150 g crème fraîche or sour cream
1 large onion, halved and cut into thin slices
80 g bacon lardons or bacon cut into thin strips
Salt and pepper

Mix the flour with water, salt and oil and knead until you have a smooth and elastic ball of dough that is not sticky (add more flour or water if required). Cover in cling film and leave to relax for a while.

Preheat the oven as hot as it will go – 270 degrees are ideal.


Divide the dough into two pieces and roll these out on a floured surface as thinly as you possibly can – they should be almost paper thin.

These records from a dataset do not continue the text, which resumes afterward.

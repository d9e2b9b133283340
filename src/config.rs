//! Admin client configuration, credential selection, and environment fallbacks.
//!
//! [`ClientConfig`] values are assembled through [`ClientConfigBuilder`] so every
//! client receives a validated URL, a single credential mode, and sane transport
//! defaults. [`ClientConfigBuilder::from_env`] seeds the builder from the same
//! `KEYCLOAK_*` variables the Terraform provider block falls back to.

// crates.io
use reqwest::header::{HeaderName, HeaderValue};
// self
use crate::{_prelude::*, auth::TokenSecret, error::ConfigError};

/// Environment variable holding the server root URL.
pub const ENV_URL: &str = "KEYCLOAK_URL";
/// Environment variable holding the legacy base path (for example `/auth`).
pub const ENV_BASE_PATH: &str = "KEYCLOAK_BASE_PATH";
/// Environment variable holding the realm of the admin client.
pub const ENV_REALM: &str = "KEYCLOAK_REALM";
/// Environment variable holding the admin client identifier.
pub const ENV_CLIENT_ID: &str = "KEYCLOAK_CLIENT_ID";
/// Environment variable holding the admin client secret.
pub const ENV_CLIENT_SECRET: &str = "KEYCLOAK_CLIENT_SECRET";
/// Environment variable holding the admin username for the password grant.
pub const ENV_USER: &str = "KEYCLOAK_USER";
/// Environment variable holding the admin password for the password grant.
pub const ENV_PASSWORD: &str = "KEYCLOAK_PASSWORD";
/// Environment variable holding a pre-issued bearer token.
pub const ENV_ACCESS_TOKEN: &str = "KEYCLOAK_ACCESS_TOKEN";
/// Environment variable holding the HTTP timeout in seconds.
pub const ENV_CLIENT_TIMEOUT: &str = "KEYCLOAK_CLIENT_TIMEOUT";
/// Environment variable toggling TLS verification.
pub const ENV_TLS_INSECURE_SKIP_VERIFY: &str = "KEYCLOAK_TLS_INSECURE_SKIP_VERIFY";

/// Errors raised while constructing or validating client configuration.
#[derive(Clone, Debug, PartialEq, Eq, ThisError)]
pub enum ClientConfigError {
	/// No server URL was supplied.
	#[error("The Keycloak URL is required.")]
	MissingUrl,
	/// Server URL cannot be parsed.
	#[error("The Keycloak URL `{url}` is invalid.")]
	InvalidUrl {
		/// URL that failed to parse.
		url: String,
		/// Underlying parsing failure.
		#[source]
		source: url::ParseError,
	},
	/// Server URL uses a scheme other than HTTP(S).
	#[error("The Keycloak URL must use http or https: {url}.")]
	UnsupportedScheme {
		/// URL that failed validation.
		url: String,
	},
	/// Client identifier is required for every grant.
	#[error("The client_id is required unless an access_token is supplied.")]
	MissingClientId,
	/// Username and password must be supplied together.
	#[error("The username and password must be supplied together.")]
	IncompletePasswordCredentials,
	/// No usable credential mode could be derived.
	#[error(
		"Must specify client_secret for the client credentials grant, username and password for the password grant, or an access_token."
	)]
	MissingCredentials,
	/// Timeout must be positive.
	#[error("The client_timeout must be a positive number of seconds.")]
	NonPositiveTimeout,
	/// Additional header is not a valid HTTP header.
	#[error("The additional header `{name}` is not a valid HTTP header.")]
	InvalidHeader {
		/// Header name that failed validation.
		name: String,
	},
	/// Environment variable holds a value of the wrong type.
	#[error("Environment variable {var} holds an invalid value `{value}`.")]
	InvalidEnv {
		/// Variable name.
		var: &'static str,
		/// Raw value.
		value: String,
	},
}

/// Grant used to obtain admin tokens.
#[derive(Clone, Debug, PartialEq, Eq)]
pub enum Credentials {
	/// `client_credentials` grant with a confidential client.
	ClientCredentials {
		/// Client identifier.
		client_id: String,
		/// Client secret.
		client_secret: TokenSecret,
	},
	/// `password` grant on behalf of an admin user.
	Password {
		/// Client identifier (usually `admin-cli`).
		client_id: String,
		/// Optional client secret for confidential clients.
		client_secret: Option<TokenSecret>,
		/// Admin username.
		username: String,
		/// Admin password.
		password: TokenSecret,
	},
	/// Pre-issued bearer token that is never refreshed.
	AccessToken {
		/// Bearer token value.
		token: TokenSecret,
	},
}
impl Credentials {
	/// Returns the client identifier used at the token endpoint, if any.
	pub fn client_id(&self) -> Option<&str> {
		match self {
			Self::ClientCredentials { client_id, .. } | Self::Password { client_id, .. } =>
				Some(client_id),
			Self::AccessToken { .. } => None,
		}
	}
}

/// Validated configuration consumed by [`KeycloakClient`](crate::client::KeycloakClient).
#[derive(Clone, Debug)]
pub struct ClientConfig {
	/// Server root URL.
	pub url: Url,
	/// Path prefix between the root URL and `/realms` or `/admin`.
	pub base_path: String,
	/// Realm that hosts the admin client.
	pub realm: String,
	/// Credential mode.
	pub credentials: Credentials,
	/// Whether [`KeycloakClient::connect`](crate::client::KeycloakClient::connect) logs in eagerly.
	pub initial_login: bool,
	/// Timeout applied to every HTTP request.
	pub client_timeout: Duration,
	/// Disables certificate verification.
	pub tls_insecure_skip_verify: bool,
	/// Extra PEM-encoded root certificate trusted by the client.
	pub root_ca_certificate: Option<String>,
	/// Custom `User-Agent` header.
	pub user_agent: Option<String>,
	/// Server reports Red Hat SSO version numbers.
	pub red_hat_sso: bool,
	/// Headers attached to every admin request.
	pub additional_headers: BTreeMap<String, String>,
}
impl ClientConfig {
	/// Creates a new builder for the provided server root URL.
	pub fn builder(url: impl Into<String>) -> ClientConfigBuilder {
		ClientConfigBuilder::new(url)
	}

	/// Builds a configuration purely from the `KEYCLOAK_*` environment variables.
	pub fn from_env() -> Result<Self, ClientConfigError> {
		ClientConfigBuilder::from_env()?.build()
	}

	/// Builds a configuration from an arbitrary variable lookup.
	pub fn from_lookup<F>(lookup: F) -> Result<Self, ClientConfigError>
	where
		F: Fn(&str) -> Option<String>,
	{
		ClientConfigBuilder::from_lookup(lookup)?.build()
	}

	/// Realm token endpoint used for every grant.
	pub fn token_endpoint(&self) -> Result<Url, ConfigError> {
		let raw = format!("{}/realms/{}/protocol/openid-connect/token", self.root(), self.realm);

		Url::parse(&raw).map_err(|source| ConfigError::InvalidEndpoint { url: raw, source })
	}

	/// Absolute admin API URL for `path`.
	pub fn admin_url(&self, path: &str) -> Result<Url, ConfigError> {
		let raw = format!("{}/admin{path}", self.root());

		Url::parse(&raw).map_err(|source| ConfigError::InvalidEndpoint { url: raw, source })
	}

	fn root(&self) -> String {
		format!("{}{}", self.url.as_str().trim_end_matches('/'), self.base_path)
	}
}

/// Builder for [`ClientConfig`] values.
#[derive(Clone, Debug)]
pub struct ClientConfigBuilder {
	url: String,
	base_path: String,
	realm: String,
	client_id: Option<String>,
	client_secret: Option<String>,
	username: Option<String>,
	password: Option<String>,
	access_token: Option<String>,
	initial_login: bool,
	client_timeout: Duration,
	tls_insecure_skip_verify: bool,
	root_ca_certificate: Option<String>,
	user_agent: Option<String>,
	red_hat_sso: bool,
	additional_headers: BTreeMap<String, String>,
}
impl ClientConfigBuilder {
	const DEFAULT_REALM: &'static str = "master";
	const DEFAULT_TIMEOUT: Duration = Duration::seconds(15);

	/// Creates a builder seeded with defaults and the provided server URL.
	pub fn new(url: impl Into<String>) -> Self {
		Self {
			url: url.into(),
			base_path: String::new(),
			realm: Self::DEFAULT_REALM.into(),
			client_id: None,
			client_secret: None,
			username: None,
			password: None,
			access_token: None,
			initial_login: true,
			client_timeout: Self::DEFAULT_TIMEOUT,
			tls_insecure_skip_verify: false,
			root_ca_certificate: None,
			user_agent: None,
			red_hat_sso: false,
			additional_headers: BTreeMap::new(),
		}
	}

	/// Seeds a builder from the process environment.
	pub fn from_env() -> Result<Self, ClientConfigError> {
		Self::from_lookup(|var| std::env::var(var).ok())
	}

	/// Seeds a builder from an arbitrary variable lookup.
	pub fn from_lookup<F>(lookup: F) -> Result<Self, ClientConfigError>
	where
		F: Fn(&str) -> Option<String>,
	{
		let read = |var: &str| lookup(var).filter(|value| !value.is_empty());
		let mut builder = Self::new(read(ENV_URL).unwrap_or_default());

		if let Some(base_path) = read(ENV_BASE_PATH) {
			builder = builder.base_path(base_path);
		}
		if let Some(realm) = read(ENV_REALM) {
			builder = builder.realm(realm);
		}

		builder.client_id = read(ENV_CLIENT_ID);
		builder.client_secret = read(ENV_CLIENT_SECRET);
		builder.username = read(ENV_USER);
		builder.password = read(ENV_PASSWORD);
		builder.access_token = read(ENV_ACCESS_TOKEN);

		if let Some(raw) = read(ENV_CLIENT_TIMEOUT) {
			let seconds = raw
				.parse::<i64>()
				.map_err(|_| ClientConfigError::InvalidEnv {
					var: ENV_CLIENT_TIMEOUT,
					value: raw,
				})?;

			builder = builder.client_timeout(Duration::seconds(seconds));
		}
		if let Some(raw) = read(ENV_TLS_INSECURE_SKIP_VERIFY) {
			let skip = raw.parse::<bool>().map_err(|_| ClientConfigError::InvalidEnv {
				var: ENV_TLS_INSECURE_SKIP_VERIFY,
				value: raw,
			})?;

			builder = builder.tls_insecure_skip_verify(skip);
		}

		Ok(builder)
	}

	/// Overrides the server URL.
	pub fn url(mut self, url: impl Into<String>) -> Self {
		self.url = url.into();

		self
	}

	/// Sets the legacy base path; a missing leading slash is added.
	pub fn base_path(mut self, base_path: impl Into<String>) -> Self {
		let base_path = base_path.into();
		let trimmed = base_path.trim_end_matches('/');

		self.base_path = if trimmed.is_empty() || trimmed.starts_with('/') {
			trimmed.to_owned()
		} else {
			format!("/{trimmed}")
		};

		self
	}

	/// Sets the realm hosting the admin client.
	pub fn realm(mut self, realm: impl Into<String>) -> Self {
		self.realm = realm.into();

		self
	}

	/// Sets the client identifier.
	pub fn client_id(mut self, client_id: impl Into<String>) -> Self {
		self.client_id = Some(client_id.into());

		self
	}

	/// Sets the client secret.
	pub fn client_secret(mut self, client_secret: impl Into<String>) -> Self {
		self.client_secret = Some(client_secret.into());

		self
	}

	/// Sets the username for the password grant.
	pub fn username(mut self, username: impl Into<String>) -> Self {
		self.username = Some(username.into());

		self
	}

	/// Sets the password for the password grant.
	pub fn password(mut self, password: impl Into<String>) -> Self {
		self.password = Some(password.into());

		self
	}

	/// Supplies a pre-issued bearer token, bypassing the token endpoint.
	pub fn access_token(mut self, token: impl Into<String>) -> Self {
		self.access_token = Some(token.into());

		self
	}

	/// Toggles eager login during connect.
	pub fn initial_login(mut self, initial_login: bool) -> Self {
		self.initial_login = initial_login;

		self
	}

	/// Overrides the HTTP timeout (defaults to 15 seconds).
	pub fn client_timeout(mut self, timeout: Duration) -> Self {
		self.client_timeout = timeout;

		self
	}

	/// Disables TLS certificate verification.
	pub fn tls_insecure_skip_verify(mut self, skip: bool) -> Self {
		self.tls_insecure_skip_verify = skip;

		self
	}

	/// Adds a PEM-encoded root certificate.
	pub fn root_ca_certificate(mut self, pem: impl Into<String>) -> Self {
		self.root_ca_certificate = Some(pem.into());

		self
	}

	/// Sets a custom `User-Agent`.
	pub fn user_agent(mut self, user_agent: impl Into<String>) -> Self {
		self.user_agent = Some(user_agent.into());

		self
	}

	/// Marks the server as Red Hat SSO.
	pub fn red_hat_sso(mut self, red_hat_sso: bool) -> Self {
		self.red_hat_sso = red_hat_sso;

		self
	}

	/// Adds a header sent with every admin request.
	pub fn additional_header(mut self, name: impl Into<String>, value: impl Into<String>) -> Self {
		self.additional_headers.insert(name.into(), value.into());

		self
	}

	/// Consumes the builder and validates the resulting configuration.
	pub fn build(self) -> Result<ClientConfig, ClientConfigError> {
		if self.url.is_empty() {
			return Err(ClientConfigError::MissingUrl);
		}

		let url = Url::parse(&self.url)
			.map_err(|source| ClientConfigError::InvalidUrl { url: self.url.clone(), source })?;

		if !matches!(url.scheme(), "http" | "https") {
			return Err(ClientConfigError::UnsupportedScheme { url: self.url });
		}
		if !self.client_timeout.is_positive() {
			return Err(ClientConfigError::NonPositiveTimeout);
		}

		for (name, value) in &self.additional_headers {
			if HeaderName::from_bytes(name.as_bytes()).is_err()
				|| HeaderValue::from_str(value).is_err()
			{
				return Err(ClientConfigError::InvalidHeader { name: name.clone() });
			}
		}

		let credentials = select_credentials(
			self.client_id,
			self.client_secret,
			self.username,
			self.password,
			self.access_token,
		)?;

		Ok(ClientConfig {
			url,
			base_path: self.base_path,
			realm: self.realm,
			credentials,
			initial_login: self.initial_login,
			client_timeout: self.client_timeout,
			tls_insecure_skip_verify: self.tls_insecure_skip_verify,
			root_ca_certificate: self.root_ca_certificate,
			user_agent: self.user_agent,
			red_hat_sso: self.red_hat_sso,
			additional_headers: self.additional_headers,
		})
	}
}

fn select_credentials(
	client_id: Option<String>,
	client_secret: Option<String>,
	username: Option<String>,
	password: Option<String>,
	access_token: Option<String>,
) -> Result<Credentials, ClientConfigError> {
	let non_empty = |value: Option<String>| value.filter(|value| !value.is_empty());

	if let Some(token) = non_empty(access_token) {
		return Ok(Credentials::AccessToken { token: TokenSecret::new(token) });
	}

	let client_id = non_empty(client_id).ok_or(ClientConfigError::MissingClientId)?;
	let client_secret = non_empty(client_secret).map(TokenSecret::new);

	match (non_empty(username), non_empty(password)) {
		(Some(username), Some(password)) => Ok(Credentials::Password {
			client_id,
			client_secret,
			username,
			password: TokenSecret::new(password),
		}),
		(Some(_), None) | (None, Some(_)) => Err(ClientConfigError::IncompletePasswordCredentials),
		(None, None) => match client_secret {
			Some(client_secret) => Ok(Credentials::ClientCredentials { client_id, client_secret }),
			None => Err(ClientConfigError::MissingCredentials),
		},
	}
}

This takes a bit of patience, because the dough is reluctant at first to keep its shape. Top the dough with the crème fraîche or sour cream – two heaped tablespoons per pizza-sized Flammkuchen are enough. Traditionally the onions and bacon are added raw, but I find that cooking them first results in a better flavour (this is probably because it is difficult to recreate the extremely hot temperatures of a bread oven in a conventional kitchen). Melt some of the fat off the bacon in a hot frying pan, then remove the bacon and soften the onions in the same pan for a couple of minutes. Top each round of dough with half of the onions and bacon and season with some salt and freshly ground black pepper.

For the crispiest results (unless you have a proper pizza oven) the Flammkuchen are best baked on a pizza stone – a large and thick ceramic tile that is preheated in the oven for at least 45 minutes. However, it is also fine to bake the Flammkuchen on a preheated baking sheet. It is easiest to transfer the raw Flammkuchen into the oven if you place the rolled dough on a chopping board covered with baking paper before you add the toppings. You can then pull the Flammkuchen with the paper directly from the board onto the hot stone or baking sheet.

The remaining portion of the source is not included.